(Records drawn from a dataset)
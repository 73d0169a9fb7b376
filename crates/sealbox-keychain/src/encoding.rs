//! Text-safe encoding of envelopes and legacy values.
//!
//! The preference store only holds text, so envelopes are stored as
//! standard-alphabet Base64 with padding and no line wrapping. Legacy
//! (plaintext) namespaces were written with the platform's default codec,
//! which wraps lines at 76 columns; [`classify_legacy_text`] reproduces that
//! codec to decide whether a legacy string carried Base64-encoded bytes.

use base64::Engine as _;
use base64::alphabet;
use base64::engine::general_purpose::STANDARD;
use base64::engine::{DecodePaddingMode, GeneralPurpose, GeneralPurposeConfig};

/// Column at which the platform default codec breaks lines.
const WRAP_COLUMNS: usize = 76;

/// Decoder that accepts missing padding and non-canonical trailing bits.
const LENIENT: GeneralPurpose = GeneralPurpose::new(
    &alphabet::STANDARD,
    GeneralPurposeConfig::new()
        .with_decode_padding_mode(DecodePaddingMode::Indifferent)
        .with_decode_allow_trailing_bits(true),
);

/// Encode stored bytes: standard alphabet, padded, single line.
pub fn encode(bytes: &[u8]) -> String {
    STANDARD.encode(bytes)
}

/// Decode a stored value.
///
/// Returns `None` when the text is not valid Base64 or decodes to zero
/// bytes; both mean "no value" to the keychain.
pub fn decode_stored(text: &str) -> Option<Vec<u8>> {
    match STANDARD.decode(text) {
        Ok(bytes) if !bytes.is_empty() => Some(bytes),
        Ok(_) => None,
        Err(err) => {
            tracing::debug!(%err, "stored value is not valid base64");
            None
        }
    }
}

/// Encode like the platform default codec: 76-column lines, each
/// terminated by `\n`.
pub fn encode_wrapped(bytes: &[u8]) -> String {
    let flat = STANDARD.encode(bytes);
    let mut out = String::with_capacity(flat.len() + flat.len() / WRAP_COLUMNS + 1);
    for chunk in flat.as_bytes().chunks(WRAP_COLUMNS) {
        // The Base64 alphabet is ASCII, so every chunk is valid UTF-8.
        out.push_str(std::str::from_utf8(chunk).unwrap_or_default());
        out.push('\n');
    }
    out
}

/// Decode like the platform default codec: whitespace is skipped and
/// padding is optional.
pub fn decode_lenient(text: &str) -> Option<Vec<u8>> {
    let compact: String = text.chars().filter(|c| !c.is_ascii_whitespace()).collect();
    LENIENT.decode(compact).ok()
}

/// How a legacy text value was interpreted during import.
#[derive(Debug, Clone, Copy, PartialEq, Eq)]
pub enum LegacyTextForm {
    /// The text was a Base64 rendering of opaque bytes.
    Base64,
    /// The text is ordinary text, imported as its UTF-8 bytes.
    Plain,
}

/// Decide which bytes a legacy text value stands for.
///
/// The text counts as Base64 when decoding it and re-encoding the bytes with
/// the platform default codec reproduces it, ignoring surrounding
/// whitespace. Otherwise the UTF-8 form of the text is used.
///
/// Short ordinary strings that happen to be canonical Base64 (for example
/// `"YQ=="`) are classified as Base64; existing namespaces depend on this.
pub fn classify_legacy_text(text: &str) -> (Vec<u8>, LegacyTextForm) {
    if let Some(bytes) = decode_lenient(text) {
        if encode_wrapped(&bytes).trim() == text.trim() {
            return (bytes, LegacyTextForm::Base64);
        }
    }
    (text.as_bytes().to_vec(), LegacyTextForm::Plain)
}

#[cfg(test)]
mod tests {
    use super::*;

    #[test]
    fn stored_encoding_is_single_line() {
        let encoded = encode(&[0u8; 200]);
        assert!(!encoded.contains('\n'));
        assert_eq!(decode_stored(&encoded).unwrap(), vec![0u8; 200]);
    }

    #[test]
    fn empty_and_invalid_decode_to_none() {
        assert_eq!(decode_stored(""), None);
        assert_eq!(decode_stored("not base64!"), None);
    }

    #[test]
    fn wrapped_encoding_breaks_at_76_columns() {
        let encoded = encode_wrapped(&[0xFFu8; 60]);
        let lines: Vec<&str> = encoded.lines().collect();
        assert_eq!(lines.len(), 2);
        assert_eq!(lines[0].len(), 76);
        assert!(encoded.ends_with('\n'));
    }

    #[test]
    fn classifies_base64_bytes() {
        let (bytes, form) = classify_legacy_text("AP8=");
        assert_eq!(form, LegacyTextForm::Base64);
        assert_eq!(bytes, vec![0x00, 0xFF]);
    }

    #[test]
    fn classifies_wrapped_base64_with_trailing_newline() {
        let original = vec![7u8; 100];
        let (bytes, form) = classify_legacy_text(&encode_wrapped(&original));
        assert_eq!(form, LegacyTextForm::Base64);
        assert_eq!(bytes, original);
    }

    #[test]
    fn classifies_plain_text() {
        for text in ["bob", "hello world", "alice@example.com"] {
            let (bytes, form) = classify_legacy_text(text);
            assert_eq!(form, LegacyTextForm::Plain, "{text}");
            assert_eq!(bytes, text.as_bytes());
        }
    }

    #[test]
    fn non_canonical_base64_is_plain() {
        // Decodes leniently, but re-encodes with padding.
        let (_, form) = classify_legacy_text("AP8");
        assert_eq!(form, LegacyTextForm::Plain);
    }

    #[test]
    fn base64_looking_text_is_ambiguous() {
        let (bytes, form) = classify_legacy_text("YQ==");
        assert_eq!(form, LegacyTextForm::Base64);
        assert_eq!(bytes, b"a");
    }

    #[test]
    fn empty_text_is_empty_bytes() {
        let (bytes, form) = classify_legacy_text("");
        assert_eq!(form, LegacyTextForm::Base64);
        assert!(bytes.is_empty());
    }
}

# Directions
Repeat the entries. Keep each one exactly as written.

# Exercise solution
repository 73d0169a9fb7b376
filename crates/sealbox-keychain/src/encoding.rs
//! Text-safe encoding of envelopes and legacy values.
//!
//! The preference store only holds text, so envelopes are stored as
//! standard-alphabet Base64 with padding and no line wrapping. Legacy
//! (plaintext) namespaces were written with the platform's default codec,
//! which wraps lines at 76 columns; [`classify_legacy_text`] reproduces that
//! codec to decide whether a legacy string carried Base64-encoded bytes.

use base64::Engine as _;
use base64::alphabet;
use base64::engine::general_purpose::STANDARD;
use base64::engine::{DecodePaddingMode, GeneralPurpose, GeneralPurposeConfig};

/// Column at which the platform default codec breaks lines.
const WRAP_COLUMNS: usize = 76;

/// Decoder that accepts missing padding and non-canonical trailing bits.
const LENIENT: GeneralPurpose = GeneralPurpose::new(
    &alphabet::STANDARD,
    GeneralPurposeConfig::new()
        .with_decode_padding_mode(DecodePaddingMode::Indifferent)
        .with_decode_allow_trailing_bits(true),
);

/// Encode stored bytes: standard alphabet, padded, single line.
pub fn encode(bytes: &[u8]) -> String {
    STANDARD.encode(bytes)
}

/// Decode a stored value.
///
/// Returns `None` when the text is not valid Base64 or decodes to zero
/// bytes; both mean "no value" to the keychain.
pub fn decode_stored(text: &str) -> Option<Vec<u8>> {
    match STANDARD.decode(text) {
        Ok(bytes) if !bytes.is_empty() => Some(bytes),
        Ok(_) => None,
        Err(err) => {
            tracing::debug!(%err, "stored value is not valid base64");
            None
        }
    }
}

/// Encode like the platform default codec: 76-column lines, each
/// terminated by `\n`.
pub fn encode_wrapped(bytes: &[u8]) -> String {
    let flat = STANDARD.encode(bytes);
    let mut out = String::with_capacity(flat.len() + flat.len() / WRAP_COLUMNS + 1);
    for chunk in flat.as_bytes().chunks(WRAP_COLUMNS) {
        // The Base64 alphabet is ASCII, so every chunk is valid UTF-8.
        out.push_str(std::str::from_utf8(chunk).unwrap_or_default());
        out.push('\n');
    }
    out
}

/// Decode like the platform default codec: whitespace is skipped and
/// padding is optional.
pub fn decode_lenient(text: &str) -> Option<Vec<u8>> {
    let compact: String = text.chars().filter(|c| !c.is_ascii_whitespace()).collect();
    LENIENT.decode(compact).ok()
}

/// How a legacy text value was interpreted during import.
#[derive(Debug, Clone, Copy, PartialEq, Eq)]
pub enum LegacyTextForm {
    /// The text was a Base64 rendering of opaque bytes.
    Base64,
    /// The text is ordinary text, imported as its UTF-8 bytes.
    Plain,
}

/// Decide which bytes a legacy text value stands for.
///
/// The text counts as Base64 when decoding it and re-encoding the bytes with
/// the platform default codec reproduces it, ignoring surrounding
/// whitespace. Otherwise the UTF-8 form of the text is used.
///
/// Short ordinary strings that happen to be canonical Base64 (for example
/// `"YQ=="`) are classified as Base64; existing namespaces depend on this.
pub fn classify_legacy_text(text: &str) -> (Vec<u8>, LegacyTextForm) {
    if let Some(bytes) = decode_lenient(text) {
        if encode_wrapped(&bytes).trim() == text.trim() {
            return (bytes, LegacyTextForm::Base64);
        }
    }
    (text.as_bytes().to_vec(), LegacyTextForm::Plain)
}

#[cfg(test)]
mod tests {
    use super::*;

    #[test]
    fn stored_encoding_is_single_line() {
        let encoded = encode(&[0u8; 200]);
        assert!(!encoded.contains('\n'));
        assert_eq!(decode_stored(&encoded).unwrap(), vec![0u8; 200]);
    }

    #[test]
    fn empty_and_invalid_decode_to_none() {
        assert_eq!(decode_stored(""), None);
        assert_eq!(decode_stored("not base64!"), None);
    }

    #[test]
    fn wrapped_encoding_breaks_at_76_columns() {
        let encoded = encode_wrapped(&[0xFFu8; 60]);
        let lines: Vec<&str> = encoded.lines().collect();
        assert_eq!(lines.len(), 2);
        assert_eq!(lines[0].len(), 76);
        assert!(encoded.ends_with('\n'));
    }

    #[test]
    fn classifies_base64_bytes() {
        let (bytes, form) = classify_legacy_text("AP8=");
        assert_eq!(form, LegacyTextForm::Base64);
        assert_eq!(bytes, vec![0x00, 0xFF]);
    }

    #[test]
    fn classifies_wrapped_base64_with_trailing_newline() {
        let original = vec![7u8; 100];
        let (bytes, form) = classify_legacy_text(&encode_wrapped(&original));
        assert_eq!(form, LegacyTextForm::Base64);
        assert_eq!(bytes, original);
    }

    #[test]
    fn classifies_plain_text() {
        for text in ["bob", "hello world", "alice@example.com"] {
            let (bytes, form) = classify_legacy_text(text);
            assert_eq!(form, LegacyTextForm::Plain, "{text}");
            assert_eq!(bytes, text.as_bytes());
        }
    }

    #[test]
    fn non_canonical_base64_is_plain() {
        // Decodes leniently, but re-encodes with padding.
        let (_, form) = classify_legacy_text("AP8");
        assert_eq!(form, LegacyTextForm::Plain);
    }

    #[test]
    fn base64_looking_text_is_ambiguous() {
        let (bytes, form) = classify_legacy_text("YQ==");
        assert_eq!(form, LegacyTextForm::Base64);
        assert_eq!(bytes, b"a");
    }

    #[test]
    fn empty_text_is_empty_bytes() {
        let (bytes, form) = classify_legacy_text("");
        assert_eq!(form, LegacyTextForm::Base64);
        assert!(bytes.is_empty());
    }
}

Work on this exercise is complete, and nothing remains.